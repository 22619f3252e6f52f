//! Finds annotated `<pre>` blocks in rendered content and rewrites them into the markup
//! Prism expects.

use std::borrow::Cow;
use std::fmt::Write;
use std::sync::LazyLock;

use onig::Regex;

use crate::annotation::Annotation;
use crate::config::Configuration;
use crate::html::{AttributeEscaped, ClassList, html_regex};

/// Class every rewritten block gets, first in the class list.
pub const CONTAINER_CLASS: &str = "prism-highlighter-container";
/// Class the Prism line-numbers plugin looks for.
pub const LINE_NUMBERS_CLASS: &str = "line-numbers";

// A `<pre>` opening tag with a `lang:` somewhere after its class attribute.
static ANNOTATED_OPEN_TAG: LazyLock<Regex> =
    LazyLock::new(|| html_regex(r#"<pre\s[^>]*?class\s*=\s*["'][^>]*?lang\s*:[^>]*?>"#));
static CLOSE_TAG: LazyLock<Regex> = LazyLock::new(|| html_regex(r"<\s*/pre\s*>"));
// Group 2 is the attribute value.
static CLASS_ATTRIBUTE: LazyLock<Regex> =
    LazyLock::new(|| html_regex(r#"\sclass\s*=\s*(["'])(.*?)\1"#));
static LANG_DIRECTIVE: LazyLock<Regex> = LazyLock::new(|| html_regex(r"(?:^|\s)lang\s*:"));

/// A candidate block: an annotated-looking opening tag, its body and the first closing
/// tag after it.
struct Block<'a> {
    /// Byte range of the whole block in the content
    start: usize,
    end: usize,
    open_tag: &'a str,
    body: &'a str,
}

/// Iterates over the candidate blocks of a document, in order.
///
/// Opening and closing tags are searched separately: once an opening tag has no closing
/// tag after it no later one can have one either, so the scan stops there instead of
/// rescanning the rest of the document for every unclosed tag.
struct Blocks<'a> {
    content: &'a str,
    pos: usize,
}

impl<'a> Blocks<'a> {
    fn new(content: &'a str) -> Self {
        Self { content, pos: 0 }
    }
}

impl<'a> Iterator for Blocks<'a> {
    type Item = Block<'a>;

    fn next(&mut self) -> Option<Self::Item> {
        let rest = &self.content[self.pos..];
        let (open_start, open_end) = ANNOTATED_OPEN_TAG.find(rest)?;
        let after_open = &rest[open_end..];
        let Some((close_start, close_end)) = CLOSE_TAG.find(after_open) else {
            self.pos = self.content.len();
            return None;
        };

        let block = Block {
            start: self.pos + open_start,
            end: self.pos + open_end + close_end,
            open_tag: &rest[open_start..open_end],
            body: &after_open[..close_start],
        };
        self.pos = block.end;
        Some(block)
    }
}

/// The class attribute of an opening tag, if it holds a `lang:` directive.
fn annotation_source(open_tag: &str) -> Option<&str> {
    let captures = CLASS_ATTRIBUTE.captures(open_tag)?;
    let raw = captures.at(2)?;
    LANG_DIRECTIVE.find(raw).map(|_| raw)
}

/// The result of processing one document.
#[derive(Debug, Clone, PartialEq, Eq)]
pub struct ProcessedContent<'a> {
    /// The content with every annotated block rewritten. Borrowed when nothing matched.
    pub content: Cow<'a, str>,
    /// The annotations found, in document order
    pub annotations: Vec<Annotation>,
}

impl ProcessedContent<'_> {
    /// Whether at least one annotated block was found, meaning the bundle has to be
    /// linked in the page.
    pub fn matched(&self) -> bool {
        !self.annotations.is_empty()
    }
}

/// Rewrites annotated blocks for a given configuration.
///
/// It holds no state between documents so it can be shared freely and called any number
/// of times on the same content: rewritten blocks use `language-x` and never contain a
/// `lang:` directive, so they are not matched again.
#[derive(Debug, Clone, Copy)]
pub struct AnnotationProcessor<'c> {
    config: &'c Configuration,
}

impl<'c> AnnotationProcessor<'c> {
    pub fn new(config: &'c Configuration) -> Self {
        Self { config }
    }

    /// Quick check on raw content, without rewriting anything.
    pub fn has_annotations(content: &str) -> bool {
        Blocks::new(content).any(|block| annotation_source(block.open_tag).is_some())
    }

    /// Rewrites every annotated block of `content`.
    pub fn process<'a>(&self, content: &'a str) -> ProcessedContent<'a> {
        let mut annotations = Vec::new();
        let mut out = String::new();
        let mut last = 0;

        for Block {
            start,
            end,
            open_tag,
            body,
        } in Blocks::new(content)
        {
            // `lang:` was elsewhere in the tag, not in the class attribute
            let Some(raw) = annotation_source(open_tag) else {
                continue;
            };

            let annotation = Annotation::parse(raw);
            #[cfg(feature = "debug")]
            log::debug!("[process] block at {start}..{end}: {raw:?} -> {annotation:?}");

            if out.is_empty() {
                out.reserve(content.len() + 128);
            }
            out.push_str(&content[last..start]);
            self.render_block(&annotation, body, &mut out);
            annotations.push(annotation);
            last = end;
        }

        if annotations.is_empty() {
            return ProcessedContent {
                content: Cow::Borrowed(content),
                annotations,
            };
        }

        out.push_str(&content[last..]);
        ProcessedContent {
            content: Cow::Owned(out),
            annotations,
        }
    }

    /// Writes the Prism markup of one block. The body is already encoded and is copied
    /// as is; values taken from the class attribute are HTML too, so their character
    /// references are kept.
    fn render_block(&self, annotation: &Annotation, body: &str, out: &mut String) {
        let config = self.config;
        let language_class = annotation.language_class();

        let mut classes = ClassList::default();
        classes.push(CONTAINER_CLASS);
        for class in config.global_class.split_whitespace() {
            if !class.contains(':') {
                classes.push(class);
            }
        }
        if annotation.gutter_enabled(config) {
            classes.push(LINE_NUMBERS_CLASS);
        }
        if let Some(class) = &language_class {
            classes.push(class);
        }
        for class in &annotation.extra_classes {
            classes.push(class);
        }

        let _ = write!(out, r#"<pre class="{}""#, AttributeEscaped(&classes.to_string()));
        let start = annotation.resolved_start_line(config);
        if start != 1 {
            let _ = write!(out, r#" data-start="{start}""#);
        }
        if let Some(ranges) = &annotation.highlight_ranges {
            let _ = write!(out, r#" data-line="{}""#, AttributeEscaped(ranges));
        }
        let _ = write!(
            out,
            r#"><code rel="{}" class="{}">{body}</code></pre>"#,
            AttributeEscaped(&annotation.language),
            AttributeEscaped(language_class.as_deref().unwrap_or("")),
        );
    }
}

Work required:
Start with the line above that contains "let block = Block" and end with the line that contains "pub fn process<'a>(&self, content: &'a". Write out those lines exactly, and only those.

Answer to this exercise:
        let block = Block {
            start: self.pos + open_start,
            end: self.pos + open_end + close_end,
            open_tag: &rest[open_start..open_end],
            body: &after_open[..close_start],
        };
        self.pos = block.end;
        Some(block)
    }
}

/// The class attribute of an opening tag, if it holds a `lang:` directive.
fn annotation_source(open_tag: &str) -> Option<&str> {
    let captures = CLASS_ATTRIBUTE.captures(open_tag)?;
    let raw = captures.at(2)?;
    LANG_DIRECTIVE.find(raw).map(|_| raw)
}

/// The result of processing one document.
#[derive(Debug, Clone, PartialEq, Eq)]
pub struct ProcessedContent<'a> {
    /// The content with every annotated block rewritten. Borrowed when nothing matched.
    pub content: Cow<'a, str>,
    /// The annotations found, in document order
    pub annotations: Vec<Annotation>,
}

impl ProcessedContent<'_> {
    /// Whether at least one annotated block was found, meaning the bundle has to be
    /// linked in the page.
    pub fn matched(&self) -> bool {
        !self.annotations.is_empty()
    }
}

/// Rewrites annotated blocks for a given configuration.
///
/// It holds no state between documents so it can be shared freely and called any number
/// of times on the same content: rewritten blocks use `language-x` and never contain a
/// `lang:` directive, so they are not matched again.
#[derive(Debug, Clone, Copy)]
pub struct AnnotationProcessor<'c> {
    config: &'c Configuration,
}

impl<'c> AnnotationProcessor<'c> {
    pub fn new(config: &'c Configuration) -> Self {
        Self { config }
    }

    /// Quick check on raw content, without rewriting anything.
    pub fn has_annotations(content: &str) -> bool {
        Blocks::new(content).any(|block| annotation_source(block.open_tag).is_some())
    }

    /// Rewrites every annotated block of `content`.
    pub fn process<'a>(&self, content: &'a str) -> ProcessedContent<'a> {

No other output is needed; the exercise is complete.